WHAT YOU SHOULD DO: Reproduce exactly the lines below, from the first through the one containing "pub fn find_question_by_id(&self, id: i64)", and nothing more.

Top of MATERIAL TO PROCESS

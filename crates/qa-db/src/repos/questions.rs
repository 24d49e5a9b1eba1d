use qa_types::{Question, Reply, User};
use tracing::debug;

use crate::Database;
use crate::error::{Result, require_id, require_unsaved};
use crate::rows::{query_first, query_list, question_from_row, user_from_row};

const ENTITY: &str = "question";

impl Database {
    pub fn all_questions(&self) -> Result<Vec<Question>> {
        self.with_conn(|conn| query_list(conn, "SELECT * FROM questions", [], question_from_row))
    }

    pub fn find_question_by_id(&self, id: i64) -> Result<Option<Question>> {
        self.with_conn(|conn| {
            query_first(
                conn,
                "SELECT * FROM questions WHERE id = ?1",
                [id],
                question_from_row,
            )
        })
    }

    pub fn find_questions_by_author_id(&self, author_id: i64) -> Result<Vec<Question>> {
        self.with_conn(|conn| {
            query_list(
                conn,
                "SELECT * FROM questions WHERE author_id = ?1",
                [author_id],
                question_from_row,
            )
        })
    }

    /// Inserts the question and stores the new row id on it. The author id is
    /// not checked here; SQLite rejects a dangling one only when foreign keys
    /// are enforced.
    pub fn create_question(&self, question: &mut Question) -> Result<()> {
        require_unsaved(question.id, ENTITY)?;
        let id = self.with_conn(|conn| {
            conn.execute(
                "INSERT INTO questions (title, body, author_id) VALUES (?1, ?2, ?3)",
                (&question.title, &question.body, question.author_id),
            )?;
            Ok(conn.last_insert_rowid())
        })?;
        debug!(id, author_id = question.author_id, "question created");
        question.id = Some(id);
        Ok(())
    }

    pub fn update_question(&self, question: &Question) -> Result<()> {
        let id = require_id(question.id, ENTITY)?;
        let changed = self.with_conn(|conn| {
            Ok(conn.execute(
                "UPDATE questions SET title = ?1, body = ?2, author_id = ?3 WHERE id = ?4",
                (&question.title, &question.body, question.author_id, id),
            )?)
        })?;
        debug!(id, changed, "question updated");
        Ok(())
    }

    /// The asking user. `None` only if the author row is gone.
    pub fn question_author(&self, question: &Question) -> Result<Option<User>> {
        let id = require_id(question.id, ENTITY)?;
        self.with_conn(|conn| {
            query_first(
                conn,
                "SELECT users.*
                 FROM users
                 JOIN questions ON users.id = questions.author_id
                 WHERE questions.id = ?1",
                [id],
                user_from_row,
            )
        })
    }

    pub fn question_replies(&self, question: &Question) -> Result<Vec<Reply>> {
        let id = require_id(question.id, ENTITY)?;
        self.find_replies_by_question_id(id)
    }

    pub fn question_followers(&self, question: &Question) -> Result<Vec<User>> {
        let id = require_id(question.id, ENTITY)?;
        self.followers_for_question_id(id)
    }
}
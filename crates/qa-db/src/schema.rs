use rusqlite::Connection;
use tracing::info;

use crate::error::Result;

/// Creates the forum tables if they are missing. Existing tables are left as is.
pub fn ensure(conn: &Connection) -> Result<()> {
    conn.execute_batch(
        "
        CREATE TABLE IF NOT EXISTS users (
            id      INTEGER PRIMARY KEY,
            fname   TEXT NOT NULL,
            lname   TEXT NOT NULL
        );

        CREATE TABLE IF NOT EXISTS questions (
            id          INTEGER PRIMARY KEY,
            title       TEXT NOT NULL,
            body        TEXT NOT NULL,
            author_id   INTEGER NOT NULL REFERENCES users(id)
        );

        CREATE INDEX IF NOT EXISTS idx_questions_author
            ON questions(author_id);

        CREATE TABLE IF NOT EXISTS replies (
            id                  INTEGER PRIMARY KEY,
            body                TEXT NOT NULL,
            question_id         INTEGER NOT NULL REFERENCES questions(id),
            parent_reply_id     INTEGER REFERENCES replies(id),
            author_id           INTEGER NOT NULL REFERENCES users(id)
        );

        CREATE INDEX IF NOT EXISTS idx_replies_question
            ON replies(question_id);
        CREATE INDEX IF NOT EXISTS idx_replies_parent
            ON replies(parent_reply_id);

        -- Following the same question twice is allowed.
        CREATE TABLE IF NOT EXISTS question_follows (
            id          INTEGER PRIMARY KEY,
            question_id INTEGER NOT NULL REFERENCES questions(id),
            follower_id INTEGER NOT NULL REFERENCES users(id)
        );

        CREATE INDEX IF NOT EXISTS idx_question_follows_question
            ON question_follows(question_id);
        CREATE INDEX IF NOT EXISTS idx_question_follows_follower
            ON question_follows(follower_id);
        ",
    )?;

    info!("Forum schema ready");
    Ok(())
}

#[cfg(test)]
mod tests {
    use super::*;

    fn table_names(conn: &Connection) -> Vec<String> {
        let mut stmt = conn
            .prepare("SELECT name FROM sqlite_master WHERE type = 'table' ORDER BY name")
            .unwrap();
        stmt.query_map([], |row| row.get(0))
            .unwrap()
            .collect::<rusqlite::Result<Vec<String>>>()
            .unwrap()
    }

    #[test]
    fn creates_all_tables() {
        let conn = Connection::open_in_memory().unwrap();
        ensure(&conn).unwrap();
        assert_eq!(
            table_names(&conn),
            vec!["question_follows", "questions", "replies", "users"]
        );
    }

    #[test]
    fn is_idempotent() {
        let conn = Connection::open_in_memory().unwrap();
        ensure(&conn).unwrap();
        conn.execute("INSERT INTO users (fname, lname) VALUES ('Ada', 'Lovelace')", [])
            .unwrap();
        ensure(&conn).unwrap();

        let count: i64 = conn
            .query_row("SELECT COUNT(*) FROM users", [], |row| row.get(0))
            .unwrap();
        assert_eq!(count, 1);
    }
}
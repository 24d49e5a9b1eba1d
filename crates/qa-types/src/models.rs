use serde::{Deserialize, Serialize};

/// A forum member. `id` is `None` until the row has been inserted.
#[derive(Debug, Clone, PartialEq, Eq, Serialize, Deserialize)]
pub struct User {
    pub id: Option<i64>,
    pub fname: String,
    pub lname: String,
}

impl User {
    pub fn new(fname: impl Into<String>, lname: impl Into<String>) -> Self {
        Self {
            id: None,
            fname: fname.into(),
            lname: lname.into(),
        }
    }
}

#[derive(Debug, Clone, PartialEq, Eq, Serialize, Deserialize)]
pub struct Question {
    pub id: Option<i64>,
    pub title: String,
    pub body: String,
    pub author_id: i64,
}

impl Question {
    pub fn new(title: impl Into<String>, body: impl Into<String>, author_id: i64) -> Self {
        Self {
            id: None,
            title: title.into(),
            body: body.into(),
            author_id,
        }
    }
}

/// A reply to a question. Replies without a parent are top-level;
/// the rest hang off another reply on the same thread.
#[derive(Debug, Clone, PartialEq, Eq, Serialize, Deserialize)]
pub struct Reply {
    pub id: Option<i64>,
    pub body: String,
    pub question_id: i64,
    pub parent_reply_id: Option<i64>,
    pub author_id: i64,
}

impl Reply {
    pub fn new(
        body: impl Into<String>,
        question_id: i64,
        parent_reply_id: Option<i64>,
        author_id: i64,
    ) -> Self {
        Self {
            id: None,
            body: body.into(),
            question_id,
            parent_reply_id,
            author_id,
        }
    }

    pub fn is_top_level(&self) -> bool {
        self.parent_reply_id.is_none()
    }
}

/// Links a follower to a question. The same pair may appear more than once.
#[derive(Debug, Clone, PartialEq, Eq, Serialize, Deserialize)]
pub struct QuestionFollow {
    pub id: Option<i64>,
    pub question_id: i64,
    pub follower_id: i64,
}

impl QuestionFollow {
    pub fn new(question_id: i64, follower_id: i64) -> Self {
        Self {
            id: None,
            question_id,
            follower_id,
        }
    }
}

#[cfg(test)]
mod tests {
    use super::*;

    #[test]
    fn staged_entities_have_no_id() {
        assert_eq!(User::new("Ada", "Lovelace").id, None);
        assert_eq!(Question::new("Q1", "B1", 1).id, None);
        assert_eq!(Reply::new("R1", 1, None, 1).id, None);
        assert_eq!(QuestionFollow::new(1, 1).id, None);
    }

    #[test]
    fn reply_without_parent_is_top_level() {
        assert!(Reply::new("first", 1, None, 1).is_top_level());
        assert!(!Reply::new("nested", 1, Some(3), 1).is_top_level());
    }

    #[test]
    fn unsaved_user_serializes_null_id() {
        let json = serde_json::to_value(User::new("Ada", "Lovelace")).unwrap();
        assert_eq!(json["id"], serde_json::Value::Null);
        assert_eq!(json["fname"], "Ada");
    }

    #[test]
    fn reply_deserializes_from_record() {
        let reply: Reply = serde_json::from_str(
            r#"{"id":4,"body":"hi","question_id":2,"parent_reply_id":null,"author_id":7}"#,
        )
        .unwrap();
        assert_eq!(reply.id, Some(4));
        assert_eq!(reply.parent_reply_id, None);
        assert_eq!(reply.author_id, 7);
    }
}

Bottom of MATERIAL TO PROCESS

RESULT FOR THIS EXERCISE:
filename crates/qa-db/src/repos/questions.rs
repository 24d49e5a9b1eba1d
use qa_types::{Question, Reply, User};
use tracing::debug;

use crate::Database;
use crate::error::{Result, require_id, require_unsaved};
use crate::rows::{query_first, query_list, question_from_row, user_from_row};

const ENTITY: &str = "question";

impl Database {
    pub fn all_questions(&self) -> Result<Vec<Question>> {
        self.with_conn(|conn| query_list(conn, "SELECT * FROM questions", [], question_from_row))
    }

    pub fn find_question_by_id(&self, id: i64) -> Result<Option<Question>> {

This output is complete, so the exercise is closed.